§ Problem details
Among the records below, find the lines with the word "format" and copy them.

§ Extracted records

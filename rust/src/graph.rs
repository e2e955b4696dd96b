//! In-memory dependency graph: nodes, edges, adjacency and in-degree.

use pyo3::exceptions::{PyKeyError, PyValueError};
use pyo3::prelude::*;
use std::collections::BTreeMap;
use thiserror::Error;

use crate::models::{DependencyEdge, DependencyNode, TopologicalSort};

/// Structural problems with the graph, either rejected at mutation time or
/// discovered mid-algorithm.
#[derive(Error, Debug, Clone, PartialEq, Eq)]
pub enum GraphError {
    #[error("Node not found: {0}")]
    NodeNotFound(String),
    #[error("Edge not found: {0}")]
    EdgeNotFound(String),
    #[error("Duplicate node: {0}")]
    DuplicateNode(String),
    #[error("Duplicate edge: {0}")]
    DuplicateEdge(String),
    #[error("Edge {edge_id} makes node {node_id} depend on itself")]
    SelfDependency { edge_id: String, node_id: String },
    #[error("Adjacency entry {from} -> {to} references an unknown node")]
    DanglingSuccessor { from: String, to: String },
    #[error("No in-degree recorded for node {0}")]
    MissingInDegree(String),
    #[error("In-degree of node {0} dropped below zero")]
    DegreeUnderflow(String),
    #[error("Node {node} records in-degree {recorded} but {actual} adjacency entries point to it")]
    InDegreeMismatch {
        node: String,
        recorded: usize,
        actual: usize,
    },
}

/// The aggregate every engine operation reads.
///
/// Fields are public so an upstream builder can assemble the maps directly;
/// the `add_*`/`remove_*` methods keep the cross-map invariants intact and
/// `validation::validate_graph` checks them for graphs built any other way.
#[pyclass]
#[derive(Clone, Debug, Default)]
pub struct DependencyGraph {
    pub nodes: BTreeMap<String, DependencyNode>,
    pub edges: BTreeMap<String, DependencyEdge>,
    /// node id -> successor ids (targets of edges leaving the node)
    pub adjacency_list: BTreeMap<String, Vec<String>>,
    /// node id -> number of incoming edges
    pub in_degree: BTreeMap<String, usize>,
    /// Result of the most recent `sort_and_cache`, cleared on structural change.
    pub last_sort: Option<TopologicalSort>,
}

impl DependencyGraph {
    pub fn new() -> Self {
        Self::default()
    }

    pub fn len(&self) -> usize {
        self.nodes.len()
    }

    pub fn is_empty(&self) -> bool {
        self.nodes.is_empty()
    }

    #[inline]
    pub fn contains(&self, node_id: &str) -> bool {
        self.nodes.contains_key(node_id)
    }

    #[inline]
    pub fn node(&self, node_id: &str) -> Option<&DependencyNode> {
        self.nodes.get(node_id)
    }

    /// Successors of `node_id` in adjacency order (empty for unknown IDs).
    #[inline]
    pub fn successors(&self, node_id: &str) -> &[String] {
        self.adjacency_list
            .get(node_id)
            .map(Vec::as_slice)
            .unwrap_or(&[])
    }

    /// IDs this node depends on: sources of its incoming edges.
    ///
    /// Sources need not exist as nodes; callers decide how to treat them.
    pub fn dependencies(&self, node_id: &str) -> Result<Vec<&str>, GraphError> {
        let node = self
            .nodes
            .get(node_id)
            .ok_or_else(|| GraphError::NodeNotFound(node_id.to_string()))?;
        node.dependencies_in
            .iter()
            .map(|edge_id| {
                self.edges
                    .get(edge_id)
                    .map(|edge| edge.source_id.as_str())
                    .ok_or_else(|| GraphError::EdgeNotFound(edge_id.clone()))
            })
            .collect()
    }

    /// IDs that depend on this node: targets of its outgoing edges.
    pub fn dependents(&self, node_id: &str) -> Result<Vec<&str>, GraphError> {
        let node = self
            .nodes
            .get(node_id)
            .ok_or_else(|| GraphError::NodeNotFound(node_id.to_string()))?;
        node.dependencies_out
            .iter()
            .map(|edge_id| {
                self.edges
                    .get(edge_id)
                    .map(|edge| edge.target_id.as_str())
                    .ok_or_else(|| GraphError::EdgeNotFound(edge_id.clone()))
            })
            .collect()
    }

    /// Nodes with no incoming edges.
    pub fn roots(&self) -> Vec<&str> {
        self.nodes
            .iter()
            .filter(|(_, node)| node.dependencies_in.is_empty())
            .map(|(id, _)| id.as_str())
            .collect()
    }

    /// Nodes nothing depends on.
    pub fn leaves(&self) -> Vec<&str> {
        self.nodes
            .iter()
            .filter(|(_, node)| node.dependencies_out.is_empty())
            .map(|(id, _)| id.as_str())
            .collect()
    }

    pub fn add_node(&mut self, mut node: DependencyNode) -> Result<(), GraphError> {
        if self.nodes.contains_key(&node.id) {
            return Err(GraphError::DuplicateNode(node.id));
        }
        // Edge membership is owned by the graph, not the caller.
        node.dependencies_in.clear();
        node.dependencies_out.clear();

        self.adjacency_list.insert(node.id.clone(), Vec::new());
        self.in_degree.insert(node.id.clone(), 0);
        self.nodes.insert(node.id.clone(), node);
        self.last_sort = None;
        Ok(())
    }

    pub fn add_edge(&mut self, edge: DependencyEdge) -> Result<(), GraphError> {
        if self.edges.contains_key(&edge.id) {
            return Err(GraphError::DuplicateEdge(edge.id));
        }
        if edge.source_id == edge.target_id {
            return Err(GraphError::SelfDependency {
                edge_id: edge.id,
                node_id: edge.source_id,
            });
        }
        for endpoint in [&edge.source_id, &edge.target_id] {
            if !self.nodes.contains_key(endpoint) {
                return Err(GraphError::NodeNotFound(endpoint.clone()));
            }
        }

        if let Some(source) = self.nodes.get_mut(&edge.source_id) {
            source.dependencies_out.insert(edge.id.clone());
        }
        if let Some(target) = self.nodes.get_mut(&edge.target_id) {
            target.dependencies_in.insert(edge.id.clone());
        }
        self.adjacency_list
            .entry(edge.source_id.clone())
            .or_default()
            .push(edge.target_id.clone());
        *self.in_degree.entry(edge.target_id.clone()).or_insert(0) += 1;

        self.edges.insert(edge.id.clone(), edge);
        self.last_sort = None;
        Ok(())
    }

    /// Convenience for `add_edge(DependencyEdge::new(..))`.
    pub fn connect(
        &mut self,
        edge_id: &str,
        source_id: &str,
        target_id: &str,
    ) -> Result<(), GraphError> {
        self.add_edge(DependencyEdge::new(edge_id, source_id, target_id))
    }

    pub fn remove_edge(&mut self, edge_id: &str) -> Result<DependencyEdge, GraphError> {
        let edge = self
            .edges
            .remove(edge_id)
            .ok_or_else(|| GraphError::EdgeNotFound(edge_id.to_string()))?;

        if let Some(source) = self.nodes.get_mut(&edge.source_id) {
            source.dependencies_out.remove(edge_id);
        }
        if let Some(target) = self.nodes.get_mut(&edge.target_id) {
            target.dependencies_in.remove(edge_id);
        }
        // Parallel edges share a successor entry per edge; drop exactly one.
        if let Some(successors) = self.adjacency_list.get_mut(&edge.source_id) {
            if let Some(pos) = successors.iter().position(|s| *s == edge.target_id) {
                successors.remove(pos);
            }
        }
        if let Some(degree) = self.in_degree.get_mut(&edge.target_id) {
            *degree = degree.saturating_sub(1);
        }

        self.last_sort = None;
        Ok(edge)
    }

    /// Remove a node together with every edge touching it.
    pub fn remove_node(&mut self, node_id: &str) -> Result<DependencyNode, GraphError> {
        let incident: Vec<String> = {
            let node = self
                .nodes
                .get(node_id)
                .ok_or_else(|| GraphError::NodeNotFound(node_id.to_string()))?;
            node.dependencies_in
                .iter()
                .chain(node.dependencies_out.iter())
                .cloned()
                .collect()
        };
        for edge_id in incident {
            // An edge listed on the node but already gone is not fatal here.
            let _ = self.remove_edge(&edge_id);
        }

        self.adjacency_list.remove(node_id);
        self.in_degree.remove(node_id);
        self.last_sort = None;
        self.nodes
            .remove(node_id)
            .ok_or_else(|| GraphError::NodeNotFound(node_id.to_string()))
    }

    pub fn set_completed(&mut self, node_id: &str, completed: bool) -> Result<(), GraphError> {
        let node = self
            .nodes
            .get_mut(node_id)
            .ok_or_else(|| GraphError::NodeNotFound(node_id.to_string()))?;
        node.is_completed = completed;
        Ok(())
    }

    pub fn set_in_progress(&mut self, node_id: &str, in_progress: bool) -> Result<(), GraphError> {
        let node = self
            .nodes
            .get_mut(node_id)
            .ok_or_else(|| GraphError::NodeNotFound(node_id.to_string()))?;
        node.is_in_progress = in_progress;
        Ok(())
    }
}

impl From<GraphError> for PyErr {
    fn from(err: GraphError) -> Self {
        match err {
            GraphError::NodeNotFound(_) | GraphError::EdgeNotFound(_) => {
                PyKeyError::new_err(err.to_string())
            }
            _ => PyValueError::new_err(err.to_string()),
        }
    }
}

#[pymethods]
impl DependencyGraph {
    #[new]
    fn py_new() -> Self {
        Self::new()
    }

    #[pyo3(name = "add_node")]
    fn py_add_node(&mut self, node: DependencyNode) -> PyResult<()> {
        Ok(self.add_node(node)?)
    }

    #[pyo3(name = "add_edge")]
    fn py_add_edge(&mut self, edge: DependencyEdge) -> PyResult<()> {
        Ok(self.add_edge(edge)?)
    }

    #[pyo3(name = "remove_edge")]
    fn py_remove_edge(&mut self, edge_id: &str) -> PyResult<DependencyEdge> {
        Ok(self.remove_edge(edge_id)?)
    }

    #[pyo3(name = "remove_node")]
    fn py_remove_node(&mut self, node_id: &str) -> PyResult<DependencyNode> {
        Ok(self.remove_node(node_id)?)
    }

    #[pyo3(name = "set_completed")]
    fn py_set_completed(&mut self, node_id: &str, completed: bool) -> PyResult<()> {
        Ok(self.set_completed(node_id, completed)?)
    }

    #[pyo3(name = "set_in_progress")]
    fn py_set_in_progress(&mut self, node_id: &str, in_progress: bool) -> PyResult<()> {
        Ok(self.set_in_progress(node_id, in_progress)?)
    }

    #[pyo3(name = "get_node")]
    fn py_get_node(&self, node_id: &str) -> Option<DependencyNode> {
        self.node(node_id).cloned()
    }

    fn node_ids(&self) -> Vec<String> {
        self.nodes.keys().cloned().collect()
    }

    #[getter(last_sort)]
    fn py_last_sort(&self) -> Option<TopologicalSort> {
        self.last_sort.clone()
    }

    fn __len__(&self) -> usize {
        self.len()
    }

    fn __repr__(&self) -> String {
        format!(
            "DependencyGraph(nodes={}, edges={})",
            self.nodes.len(),
            self.edges.len()
        )
    }
}

#[cfg(test)]
mod tests {
    use super::*;

    fn make_graph(nodes: &[&str], edges: &[(&str, &str)]) -> DependencyGraph {
        let mut graph = DependencyGraph::new();
        for id in nodes {
            graph.add_node(DependencyNode::new(*id, 0)).unwrap();
        }
        for (i, (source, target)) in edges.iter().enumerate() {
            graph.connect(&format!("e{}", i), source, target).unwrap();
        }
        graph
    }

    #[test]
    fn test_add_edge_updates_every_map() {
        let graph = make_graph(&["a", "b"], &[("a", "b")]);

        assert_eq!(graph.successors("a"), &["b".to_string()]);
        assert!(graph.successors("b").is_empty());
        assert_eq!(graph.in_degree.get("a"), Some(&0));
        assert_eq!(graph.in_degree.get("b"), Some(&1));
        assert!(graph.nodes["a"].dependencies_out.contains("e0"));
        assert!(graph.nodes["b"].dependencies_in.contains("e0"));
    }

    #[test]
    fn test_dependency_lookup_both_directions() {
        let graph = make_graph(&["a", "b", "c"], &[("a", "c"), ("b", "c")]);

        let mut deps = graph.dependencies("c").unwrap();
        deps.sort();
        assert_eq!(deps, vec!["a", "b"]);
        assert_eq!(graph.dependents("a").unwrap(), vec!["c"]);
        assert!(graph.dependencies("a").unwrap().is_empty());
        assert_eq!(
            graph.dependencies("zzz"),
            Err(GraphError::NodeNotFound("zzz".to_string()))
        );
    }

    #[test]
    fn test_dependency_lookup_reports_missing_edge() {
        let mut graph = make_graph(&["a", "b"], &[("a", "b")]);
        graph.edges.remove("e0");

        assert_eq!(
            graph.dependencies("b"),
            Err(GraphError::EdgeNotFound("e0".to_string()))
        );
    }

    #[test]
    fn test_rejects_bad_edges() {
        let mut graph = make_graph(&["a", "b"], &[("a", "b")]);

        assert_eq!(
            graph.connect("e0", "b", "a"),
            Err(GraphError::DuplicateEdge("e0".to_string()))
        );
        assert_eq!(
            graph.connect("loop", "a", "a"),
            Err(GraphError::SelfDependency {
                edge_id: "loop".to_string(),
                node_id: "a".to_string()
            })
        );
        assert_eq!(
            graph.connect("e9", "a", "ghost"),
            Err(GraphError::NodeNotFound("ghost".to_string()))
        );
        assert_eq!(
            graph.add_node(DependencyNode::new("a", 1)),
            Err(GraphError::DuplicateNode("a".to_string()))
        );
        assert_eq!(graph.edges.len(), 1);
    }

    #[test]
    fn test_remove_node_drops_incident_edges() {
        let mut graph = make_graph(&["a", "b", "c"], &[("a", "b"), ("b", "c")]);

        let removed = graph.remove_node("b").unwrap();
        assert_eq!(removed.id, "b");
        assert!(graph.edges.is_empty());
        assert!(graph.successors("a").is_empty());
        assert_eq!(graph.in_degree.get("c"), Some(&0));
        assert!(graph.nodes["a"].dependencies_out.is_empty());
        assert!(graph.nodes["c"].dependencies_in.is_empty());
        assert!(!graph.adjacency_list.contains_key("b"));
    }

    #[test]
    fn test_remove_parallel_edge_keeps_the_other() {
        let mut graph = make_graph(&["a", "b"], &[("a", "b"), ("a", "b")]);
        assert_eq!(graph.in_degree.get("b"), Some(&2));

        graph.remove_edge("e0").unwrap();
        assert_eq!(graph.successors("a"), &["b".to_string()]);
        assert_eq!(graph.in_degree.get("b"), Some(&1));
    }

    #[test]
    fn test_roots_and_leaves() {
        let graph = make_graph(&["a", "b", "c", "d"], &[("a", "b"), ("a", "c")]);

        assert_eq!(graph.roots(), vec!["a", "d"]);
        assert_eq!(graph.leaves(), vec!["b", "c", "d"]);
    }

    #[test]
    fn test_structural_change_clears_cached_sort() {
        let mut graph = make_graph(&["a", "b"], &[]);
        graph.last_sort = Some(TopologicalSort::default());

        graph.connect("e0", "a", "b").unwrap();
        assert!(graph.last_sort.is_none());
    }

    #[test]
    fn test_status_flags() {
        let mut graph = make_graph(&["a"], &[]);
        graph.set_completed("a", true).unwrap();
        graph.set_in_progress("a", true).unwrap();

        assert!(graph.nodes["a"].is_completed);
        assert!(graph.nodes["a"].is_in_progress);
        assert!(graph.set_completed("ghost", true).is_err());
    }
}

§ Response for this exercise
        format!(
            graph.connect(&format!("e{}", i), source, target).unwrap();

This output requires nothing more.